----- Available records

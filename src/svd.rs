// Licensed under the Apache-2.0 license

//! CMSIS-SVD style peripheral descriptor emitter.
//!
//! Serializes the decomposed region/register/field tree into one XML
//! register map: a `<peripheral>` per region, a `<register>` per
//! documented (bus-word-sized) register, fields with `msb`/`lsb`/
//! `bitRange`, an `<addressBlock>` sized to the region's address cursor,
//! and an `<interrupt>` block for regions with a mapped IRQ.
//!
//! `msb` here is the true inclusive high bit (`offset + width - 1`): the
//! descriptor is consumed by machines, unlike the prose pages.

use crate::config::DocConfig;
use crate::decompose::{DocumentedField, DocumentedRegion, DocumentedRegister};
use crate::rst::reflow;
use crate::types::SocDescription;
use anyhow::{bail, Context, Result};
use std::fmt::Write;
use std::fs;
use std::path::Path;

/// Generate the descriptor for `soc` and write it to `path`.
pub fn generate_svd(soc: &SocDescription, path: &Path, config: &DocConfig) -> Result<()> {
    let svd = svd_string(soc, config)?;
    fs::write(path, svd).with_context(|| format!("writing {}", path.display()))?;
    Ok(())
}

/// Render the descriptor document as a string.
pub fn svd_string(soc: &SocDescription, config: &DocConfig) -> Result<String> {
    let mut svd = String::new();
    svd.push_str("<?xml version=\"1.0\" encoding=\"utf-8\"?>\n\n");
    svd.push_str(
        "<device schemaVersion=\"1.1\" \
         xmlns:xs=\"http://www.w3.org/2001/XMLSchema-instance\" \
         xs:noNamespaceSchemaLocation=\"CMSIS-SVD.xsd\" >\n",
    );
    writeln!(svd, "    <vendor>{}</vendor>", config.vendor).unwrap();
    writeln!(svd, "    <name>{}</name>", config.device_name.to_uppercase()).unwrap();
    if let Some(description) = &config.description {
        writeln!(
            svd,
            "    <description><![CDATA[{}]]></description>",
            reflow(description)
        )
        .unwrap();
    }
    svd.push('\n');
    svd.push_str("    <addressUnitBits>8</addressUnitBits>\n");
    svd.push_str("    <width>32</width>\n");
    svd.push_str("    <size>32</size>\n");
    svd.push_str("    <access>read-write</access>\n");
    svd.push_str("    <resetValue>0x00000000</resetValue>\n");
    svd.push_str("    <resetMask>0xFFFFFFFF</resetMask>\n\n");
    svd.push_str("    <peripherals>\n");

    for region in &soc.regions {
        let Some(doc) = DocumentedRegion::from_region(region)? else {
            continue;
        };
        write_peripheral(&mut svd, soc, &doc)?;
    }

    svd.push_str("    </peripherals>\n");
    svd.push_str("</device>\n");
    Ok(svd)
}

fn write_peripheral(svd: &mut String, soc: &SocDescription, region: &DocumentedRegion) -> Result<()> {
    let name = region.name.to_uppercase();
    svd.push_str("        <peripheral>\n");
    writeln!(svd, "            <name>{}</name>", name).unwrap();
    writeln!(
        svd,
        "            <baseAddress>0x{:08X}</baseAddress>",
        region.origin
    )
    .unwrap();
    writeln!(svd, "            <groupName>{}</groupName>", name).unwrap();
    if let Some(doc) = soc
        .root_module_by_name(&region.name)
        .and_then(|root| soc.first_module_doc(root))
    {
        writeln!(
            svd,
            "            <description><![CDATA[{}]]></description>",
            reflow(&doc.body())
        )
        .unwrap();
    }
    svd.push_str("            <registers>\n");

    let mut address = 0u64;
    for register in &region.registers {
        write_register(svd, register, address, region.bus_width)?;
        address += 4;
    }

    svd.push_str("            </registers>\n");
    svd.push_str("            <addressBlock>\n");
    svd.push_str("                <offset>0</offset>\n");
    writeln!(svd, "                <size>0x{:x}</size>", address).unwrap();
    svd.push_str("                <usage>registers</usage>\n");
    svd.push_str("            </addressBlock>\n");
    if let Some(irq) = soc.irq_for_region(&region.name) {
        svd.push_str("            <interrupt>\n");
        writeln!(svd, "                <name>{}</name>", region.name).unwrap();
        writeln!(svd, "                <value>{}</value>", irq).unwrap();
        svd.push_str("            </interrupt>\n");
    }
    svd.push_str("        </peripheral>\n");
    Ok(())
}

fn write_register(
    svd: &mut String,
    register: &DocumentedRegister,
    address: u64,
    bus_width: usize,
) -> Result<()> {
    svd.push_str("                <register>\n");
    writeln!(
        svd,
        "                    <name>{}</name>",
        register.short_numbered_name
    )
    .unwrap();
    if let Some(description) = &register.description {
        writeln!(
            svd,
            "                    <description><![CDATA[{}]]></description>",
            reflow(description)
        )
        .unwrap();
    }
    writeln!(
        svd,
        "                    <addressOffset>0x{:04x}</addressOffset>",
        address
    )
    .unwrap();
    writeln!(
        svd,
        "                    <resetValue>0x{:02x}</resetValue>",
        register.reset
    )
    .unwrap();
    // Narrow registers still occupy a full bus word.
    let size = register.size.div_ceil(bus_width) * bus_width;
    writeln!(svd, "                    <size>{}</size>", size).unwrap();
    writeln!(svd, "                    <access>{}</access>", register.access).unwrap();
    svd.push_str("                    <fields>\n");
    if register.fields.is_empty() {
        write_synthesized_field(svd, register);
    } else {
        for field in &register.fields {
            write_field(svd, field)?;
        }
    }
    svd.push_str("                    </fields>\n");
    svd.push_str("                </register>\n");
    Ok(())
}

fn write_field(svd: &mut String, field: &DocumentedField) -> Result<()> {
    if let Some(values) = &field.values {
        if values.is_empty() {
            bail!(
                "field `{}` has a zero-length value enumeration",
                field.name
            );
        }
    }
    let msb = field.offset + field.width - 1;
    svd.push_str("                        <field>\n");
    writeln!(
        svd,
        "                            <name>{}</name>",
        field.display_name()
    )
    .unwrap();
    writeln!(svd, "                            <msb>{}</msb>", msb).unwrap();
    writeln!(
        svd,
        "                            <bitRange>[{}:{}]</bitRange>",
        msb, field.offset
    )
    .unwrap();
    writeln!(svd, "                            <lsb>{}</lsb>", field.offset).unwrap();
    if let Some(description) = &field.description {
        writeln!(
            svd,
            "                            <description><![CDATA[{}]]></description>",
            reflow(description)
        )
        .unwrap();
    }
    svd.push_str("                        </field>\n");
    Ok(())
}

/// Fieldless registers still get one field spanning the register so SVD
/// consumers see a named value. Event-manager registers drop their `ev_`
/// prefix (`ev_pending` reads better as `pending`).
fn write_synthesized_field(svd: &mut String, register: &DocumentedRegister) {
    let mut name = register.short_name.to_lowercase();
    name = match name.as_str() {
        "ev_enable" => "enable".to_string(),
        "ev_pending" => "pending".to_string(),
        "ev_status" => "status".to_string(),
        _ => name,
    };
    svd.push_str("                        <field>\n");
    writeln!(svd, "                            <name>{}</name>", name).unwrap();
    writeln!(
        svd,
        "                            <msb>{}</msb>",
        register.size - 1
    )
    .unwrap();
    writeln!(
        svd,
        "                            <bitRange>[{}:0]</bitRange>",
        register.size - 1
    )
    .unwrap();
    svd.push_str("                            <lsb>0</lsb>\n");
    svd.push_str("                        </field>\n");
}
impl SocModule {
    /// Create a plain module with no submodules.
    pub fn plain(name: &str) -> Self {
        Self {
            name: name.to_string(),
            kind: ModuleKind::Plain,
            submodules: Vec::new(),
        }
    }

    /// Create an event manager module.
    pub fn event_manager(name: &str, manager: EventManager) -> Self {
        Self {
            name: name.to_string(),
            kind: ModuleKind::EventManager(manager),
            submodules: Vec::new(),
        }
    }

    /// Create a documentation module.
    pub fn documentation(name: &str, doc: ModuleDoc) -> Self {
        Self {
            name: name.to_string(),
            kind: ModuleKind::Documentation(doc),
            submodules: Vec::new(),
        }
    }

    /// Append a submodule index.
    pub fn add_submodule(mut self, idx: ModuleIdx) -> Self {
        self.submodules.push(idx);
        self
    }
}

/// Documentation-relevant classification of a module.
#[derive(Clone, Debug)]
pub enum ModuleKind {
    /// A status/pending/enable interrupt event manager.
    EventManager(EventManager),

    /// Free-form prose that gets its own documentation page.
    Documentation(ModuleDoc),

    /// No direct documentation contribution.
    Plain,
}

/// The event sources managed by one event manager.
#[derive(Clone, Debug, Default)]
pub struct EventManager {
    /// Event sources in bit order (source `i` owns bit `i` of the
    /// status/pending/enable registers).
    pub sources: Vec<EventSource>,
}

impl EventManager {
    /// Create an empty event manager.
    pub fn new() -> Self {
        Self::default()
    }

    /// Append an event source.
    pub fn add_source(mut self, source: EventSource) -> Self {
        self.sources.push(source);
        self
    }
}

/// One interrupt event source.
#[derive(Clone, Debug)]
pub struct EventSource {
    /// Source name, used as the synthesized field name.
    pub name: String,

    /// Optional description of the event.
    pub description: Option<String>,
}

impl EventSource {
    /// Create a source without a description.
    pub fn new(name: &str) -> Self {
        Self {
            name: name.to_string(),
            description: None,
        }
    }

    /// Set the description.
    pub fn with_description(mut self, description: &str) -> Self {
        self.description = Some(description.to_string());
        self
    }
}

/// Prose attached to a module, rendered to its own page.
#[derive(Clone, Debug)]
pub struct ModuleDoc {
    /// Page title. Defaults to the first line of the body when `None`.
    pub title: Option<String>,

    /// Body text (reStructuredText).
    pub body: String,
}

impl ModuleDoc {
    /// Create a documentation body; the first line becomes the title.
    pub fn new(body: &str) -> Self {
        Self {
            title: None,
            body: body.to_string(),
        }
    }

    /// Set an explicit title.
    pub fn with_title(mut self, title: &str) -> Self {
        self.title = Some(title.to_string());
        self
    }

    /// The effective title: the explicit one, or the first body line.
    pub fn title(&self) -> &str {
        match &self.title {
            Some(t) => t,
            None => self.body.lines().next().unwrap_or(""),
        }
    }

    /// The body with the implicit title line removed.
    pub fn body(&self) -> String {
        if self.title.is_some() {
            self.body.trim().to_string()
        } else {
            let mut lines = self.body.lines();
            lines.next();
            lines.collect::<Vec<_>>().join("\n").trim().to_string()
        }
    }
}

----------

In the entries above, how many lines hold the word "DocumentedField"? Answer with the number only.

2